Extracted records below:
//! A mapping layer persisting plain records in a document-oriented search/index engine.
//!
//! This crate is the core of the docmapper project and provides:
//!
//! - **Record shapes** ([`record`]) - The static field table describing how a record is stored
//! - **Field maps** ([`field_map`]) - Validated per-shape mapping of fields to wire keys
//! - **Document codec** ([`codec`]) - Conversion between records and wire documents
//! - **Engine abstraction** ([`engine`]) - Traits for implementing different index engines
//! - **Wire envelopes** ([`envelope`]) - Response types shared by every engine
//! - **Repositories** ([`repository`]) - CRUD operations for one record shape in one index
//! - **Search** ([`search`], [`query`]) - Filtered, sorted and paginated searches
//! - **Bulk deletes** ([`batch`]) - Buffered bulk deletion with per-item failure reporting
//! - **Document store** ([`store`]) - Entry point handing out repositories
//! - **Error handling** ([`error`]) - Error types and result types
//! - **Pagination** ([`page`]) - Result pages and page-number parameters
//!
//! # Example
//!
//! ```ignore
//! use docmapper_core::record::{FieldDescriptor, FieldKind, Record};
//! use serde::{Serialize, Deserialize};
//!
//! #[derive(Debug, Clone, Serialize, Deserialize)]
//! pub struct User {
//!     pub id: String,
//!     pub name: String,
//! }
//!
//! impl Record for User {
//!     fn fields() -> &'static [FieldDescriptor] {
//!         const FIELDS: &[FieldDescriptor] = &[
//!             FieldDescriptor::new("id", FieldKind::String).identifier(),
//!             FieldDescriptor::new("name", FieldKind::String),
//!         ];
//!         FIELDS
//!     }
//! }
//! ```

#[allow(unused_extern_crates)]
extern crate self as docmapper_core;

pub mod batch;
pub mod codec;
pub mod engine;
pub mod envelope;
pub mod error;
pub mod field_map;
pub mod outcome;
pub mod page;
pub mod query;
pub mod record;
pub mod repository;
pub mod search;
pub mod store;
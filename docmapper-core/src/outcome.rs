//! Tri-state result of repository writes.

use std::fmt;

/// Signed count describing what a write did.
///
/// - positive: the write was acknowledged (shard count, or version for creates)
/// - zero: nothing happened, e.g. creating a document that already exists
/// - negative: the write conflicted with a concurrent change
#[derive(Debug, Clone, Copy, PartialEq, Eq, PartialOrd, Ord, Hash, Default)]
pub struct Outcome(pub i64);

impl Outcome {
    pub const NONE: Outcome = Outcome(0);
    pub const CONFLICT: Outcome = Outcome(-1);

    pub fn count(&self) -> i64 {
        self.0
    }

    pub fn is_acknowledged(&self) -> bool {
        self.0 > 0
    }

    pub fn is_none(&self) -> bool {
        self.0 == 0
    }

    pub fn is_conflict(&self) -> bool {
        self.0 < 0
    }
}

impl From<i64> for Outcome {
    fn from(count: i64) -> Self {
        Outcome(count)
    }
}

impl From<Outcome> for i64 {
    fn from(outcome: Outcome) -> Self {
        outcome.0
    }
}

impl fmt::Display for Outcome {
    fn fmt(&self, f: &mut fmt::Formatter<'_>) -> fmt::Result {
        write!(f, "{}", self.0)
    }
}

#[cfg(test)]
mod tests {
    use super::*;

    #[test]
    fn sign_decides_the_state() {
        assert!(Outcome(1).is_acknowledged());
        assert!(Outcome::NONE.is_none());
        assert!(Outcome::CONFLICT.is_conflict());
        assert!(!Outcome(2).is_conflict());
    }
}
End of Extracted records.
Your reply should match the data above exactly, line for line.

//! A mapping layer persisting plain records in a document-oriented search/index engine.
//!
//! This crate is the core of the docmapper project and provides:
//!
//! - **Record shapes** ([`record`]) - The static field table describing how a record is stored
//! - **Field maps** ([`field_map`]) - Validated per-shape mapping of fields to wire keys
//! - **Document codec** ([`codec`]) - Conversion between records and wire documents
//! - **Engine abstraction** ([`engine`]) - Traits for implementing different index engines
//! - **Wire envelopes** ([`envelope`]) - Response types shared by every engine
//! - **Repositories** ([`repository`]) - CRUD operations for one record shape in one index
//! - **Search** ([`search`], [`query`]) - Filtered, sorted and paginated searches
//! - **Bulk deletes** ([`batch`]) - Buffered bulk deletion with per-item failure reporting
//! - **Document store** ([`store`]) - Entry point handing out repositories
//! - **Error handling** ([`error`]) - Error types and result types
//! - **Pagination** ([`page`]) - Result pages and page-number parameters
//!
//! # Example
//!
//! ```ignore
//! use docmapper_core::record::{FieldDescriptor, FieldKind, Record};
//! use serde::{Serialize, Deserialize};
//!
//! #[derive(Debug, Clone, Serialize, Deserialize)]
//! pub struct User {
//!     pub id: String,
//!     pub name: String,
//! }
//!
//! impl Record for User {
//!     fn fields() -> &'static [FieldDescriptor] {
//!         const FIELDS: &[FieldDescriptor] = &[
//!             FieldDescriptor::new("id", FieldKind::String).identifier(),
//!             FieldDescriptor::new("name", FieldKind::String),
//!         ];
//!         FIELDS
//!     }
//! }
//! ```

#[allow(unused_extern_crates)]
extern crate self as docmapper_core;

pub mod batch;
pub mod codec;
pub mod engine;
pub mod envelope;
pub mod error;
pub mod field_map;
pub mod outcome;
pub mod page;
pub mod query;
pub mod record;
pub mod repository;
pub mod search;
pub mod store;
filename docmapper-core/src/outcome.rs
//! Tri-state result of repository writes.

use std::fmt;

/// Signed count describing what a write did.
///
/// - positive: the write was acknowledged (shard count, or version for creates)
/// - zero: nothing happened, e.g. creating a document that already exists
/// - negative: the write conflicted with a concurrent change
#[derive(Debug, Clone, Copy, PartialEq, Eq, PartialOrd, Ord, Hash, Default)]
pub struct Outcome(pub i64);

impl Outcome {
    pub const NONE: Outcome = Outcome(0);
    pub const CONFLICT: Outcome = Outcome(-1);

    pub fn count(&self) -> i64 {
        self.0
    }

    pub fn is_acknowledged(&self) -> bool {
        self.0 > 0
    }

    pub fn is_none(&self) -> bool {
        self.0 == 0
    }

    pub fn is_conflict(&self) -> bool {
        self.0 < 0
    }
}

impl From<i64> for Outcome {
    fn from(count: i64) -> Self {
        Outcome(count)
    }
}

impl From<Outcome> for i64 {
    fn from(outcome: Outcome) -> Self {
        outcome.0
    }
}

impl fmt::Display for Outcome {
    fn fmt(&self, f: &mut fmt::Formatter<'_>) -> fmt::Result {
        write!(f, "{}", self.0)
    }
}

#[cfg(test)]
mod tests {
    use super::*;

    #[test]
    fn sign_decides_the_state() {
        assert!(Outcome(1).is_acknowledged());
        assert!(Outcome::NONE.is_none());
        assert!(Outcome::CONFLICT.is_conflict());
        assert!(!Outcome(2).is_conflict());
    }
}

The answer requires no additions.